June 10, 2012


DIRECTOR: Jonathan Mostow

May Contain Spoilers!

Surrogates had received little but poor reviews since its release in 2009 but the concept interested me so I gave it a go anyway. Jonathan Mostow’s previous work includes Breakdown, an almost forgotten thriller from 1998 best know for being J.T. Walsh’s final film and Terminator 3: Rise Of The Machines, whilst not as good as James Cameron’s films, was certainly an acceptable addition to the action franchise.

Surrogates is a simple high concept Sci-fi thriller in which in the near future, the world’s population has taken to using android avatars, as it were, to live their lives in the real world whilst being plugged into an interface at home in an effort to remain safe from harm.

The film is short, only clocking in at 85 minutes, which was defiantly a great move, preventing this idea from becoming tired. It’s a good concept but the film is pretty much about the ideas rather than any actual story with simple characterisations and no significant depth beyond the ideas raised, butt at such a swift running time, it works nicely.

This is a straight forward Sci-fi flick, enjoyable and thought-provoking and will no doubt end up doing well on late night TV for years to come.

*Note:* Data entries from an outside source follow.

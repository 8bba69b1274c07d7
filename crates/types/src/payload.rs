//! Values carried by triggers and bindings.

use serde_json::Value;
use thiserror::Error;

use crate::{DataShape, HttpRequest};

/// A bound value handed to, or produced by, a function.
#[derive(Debug, Clone, PartialEq)]
pub enum Payload {
    Binary(Vec<u8>),
    Text(String),
    Structured(Value),
    /// The request that fired an HTTP trigger.
    Http(HttpRequest),
}

/// Raised when raw bytes cannot be read as the declared shape.
#[derive(Debug, Clone, Error, PartialEq, Eq)]
pub enum PayloadShapeError {
    #[error("payload is not valid UTF-8 text: {reason}")]
    InvalidText { reason: String },

    #[error("payload is not a valid JSON document: {reason}")]
    InvalidJson { reason: String },

    #[error("an HTTP request cannot be bound as {shape}")]
    NotConvertible { shape: DataShape },
}

impl Payload {
    /// Decode raw bytes according to `shape`.
    pub fn from_bytes(bytes: Vec<u8>, shape: DataShape) -> Result<Self, PayloadShapeError> {
        match shape {
            DataShape::Binary => Ok(Payload::Binary(bytes)),
            DataShape::Text => String::from_utf8(bytes)
                .map(Payload::Text)
                .map_err(|error| PayloadShapeError::InvalidText { reason: error.to_string() }),
            DataShape::Structured => serde_json::from_slice(&bytes)
                .map(Payload::Structured)
                .map_err(|error| PayloadShapeError::InvalidJson { reason: error.to_string() }),
        }
    }

    /// Re-read this payload as `shape`, going through its byte representation.
    pub fn coerce(self, shape: DataShape) -> Result<Self, PayloadShapeError> {
        match (self, shape) {
            (Payload::Binary(bytes), shape) => Payload::from_bytes(bytes, shape),
            (Payload::Text(text), DataShape::Text) => Ok(Payload::Text(text)),
            (Payload::Text(text), shape) => Payload::from_bytes(text.into_bytes(), shape),
            (Payload::Structured(value), DataShape::Structured) => Ok(Payload::Structured(value)),
            (Payload::Structured(value), shape) => Payload::from_bytes(value.to_string().into_bytes(), shape),
            (Payload::Http(_), shape) => Err(PayloadShapeError::NotConvertible { shape }),
        }
    }

    /// Serialised bytes for storage. HTTP requests are not storable.
    pub fn to_bytes(&self) -> Option<Vec<u8>> {
        match self {
            Payload::Binary(bytes) => Some(bytes.clone()),
            Payload::Text(text) => Some(text.as_bytes().to_vec()),
            Payload::Structured(value) => serde_json::to_vec(value).ok(),
            Payload::Http(_) => None,
        }
    }

    pub fn as_bytes(&self) -> Option<&[u8]> {
        match self {
            Payload::Binary(bytes) => Some(bytes),
            Payload::Text(text) => Some(text.as_bytes()),
            _ => None,
        }
    }

    pub fn as_text(&self) -> Option<&str> {
        match self {
            Payload::Text(text) => Some(text),
            _ => None,
        }
    }

    pub fn as_json(&self) -> Option<&Value> {
        match self {
            Payload::Structured(value) => Some(value),
            _ => None,
        }
    }

    pub fn as_http(&self) -> Option<&HttpRequest> {
        match self {
            Payload::Http(request) => Some(request),
            _ => None,
        }
    }

    /// Size in bytes of the stored representation.
    pub fn len(&self) -> usize {
        match self {
            Payload::Binary(bytes) => bytes.len(),
            Payload::Text(text) => text.len(),
            Payload::Structured(value) => value.to_string().len(),
            Payload::Http(request) => request.body.as_ref().map(String::len).unwrap_or(0),
        }
    }

    pub fn is_empty(&self) -> bool {
        self.len() == 0
    }
}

But this is far, far better than review would have you believe. Try it out for yourselves…


June 7, 2012

After nearly three years of following the progress of these illusive Cinerama titles, independent distributor, Flicker Ally have set a release date for This Is Cinerama and Windjammer: The Voyage Of The Christian Radich for the 13th September 2012. Both will be presented in the criminally underused Smilebox format, which so far has only been used once back in 2008 with How The West Was Won. But that Blu-ray also presented a 2.78:1 version (flat) as well, but this is not mentioned here.

Hopefully, this will be the beginning of a grander revival and ALL the Cinerama travelogues may be released, let alone the prospects of releasing other films with the option of Smilebox, such a s 2001: A Space Odyssey & Ben~Hur, for example, which were presented on a curved screen at time, let alone restorations of lost films such as the only other 3-Panel Cinerama films besides HTWWW, and The Wonderful World Of The Brothers Grimm.

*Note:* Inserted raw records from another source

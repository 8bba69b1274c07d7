//! Retry policy declarations.

use std::time::Duration;

use serde::{Deserialize, Serialize};

use crate::duration::serde_duration;

/// Fixed-delay retry rule applied to invocations that end in a retryable error.
///
/// `max_retry_count` counts re-attempts, so a policy of 3 allows up to four attempts.
#[derive(Debug, Clone, Copy, PartialEq, Eq, Serialize, Deserialize)]
#[serde(rename_all = "camelCase")]
pub struct RetryPolicy {
    pub max_retry_count: u32,
    #[serde(with = "serde_duration")]
    pub delay_interval: Duration,
}

impl RetryPolicy {
    pub fn fixed_delay(max_retry_count: u32, delay_interval: Duration) -> Self {
        Self {
            max_retry_count,
            delay_interval,
        }
    }

    /// Single attempt, no delay. Equivalent to declaring no policy.
    pub fn none() -> Self {
        Self::fixed_delay(0, Duration::ZERO)
    }

    /// Upper bound on handler attempts under this policy.
    pub fn max_attempts(&self) -> u32 {
        self.max_retry_count.saturating_add(1)
    }
}

impl Default for RetryPolicy {
    fn default() -> Self {
        Self::none()
    }
}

But after two years of speculation, it finally appears that these two titles at least will finally be released in a dual format, both DVD and Blu-ray but seemingly only in Smilebox, which is fine by me.

There will of course be a selection of features looking at the restoration and the subject matters and I hope that these two titles will make a prestigious addition to my collection. I have never seen Windjammer though, and it suspect that few people have but I have seen This Is Cinerama at Bradford back in 1993 and of course many excerpts in Smilebox as they featured in the Cinerama Adventure documentary from 2003.

Cinerama and Cinemiracle, the latter format used just once for Windjammer, were never really sustainable as widescreen formats, but this was and is still a fascinating format and does not deserve to be lost forever and thanks to all those who spent their time restoring these lost epics.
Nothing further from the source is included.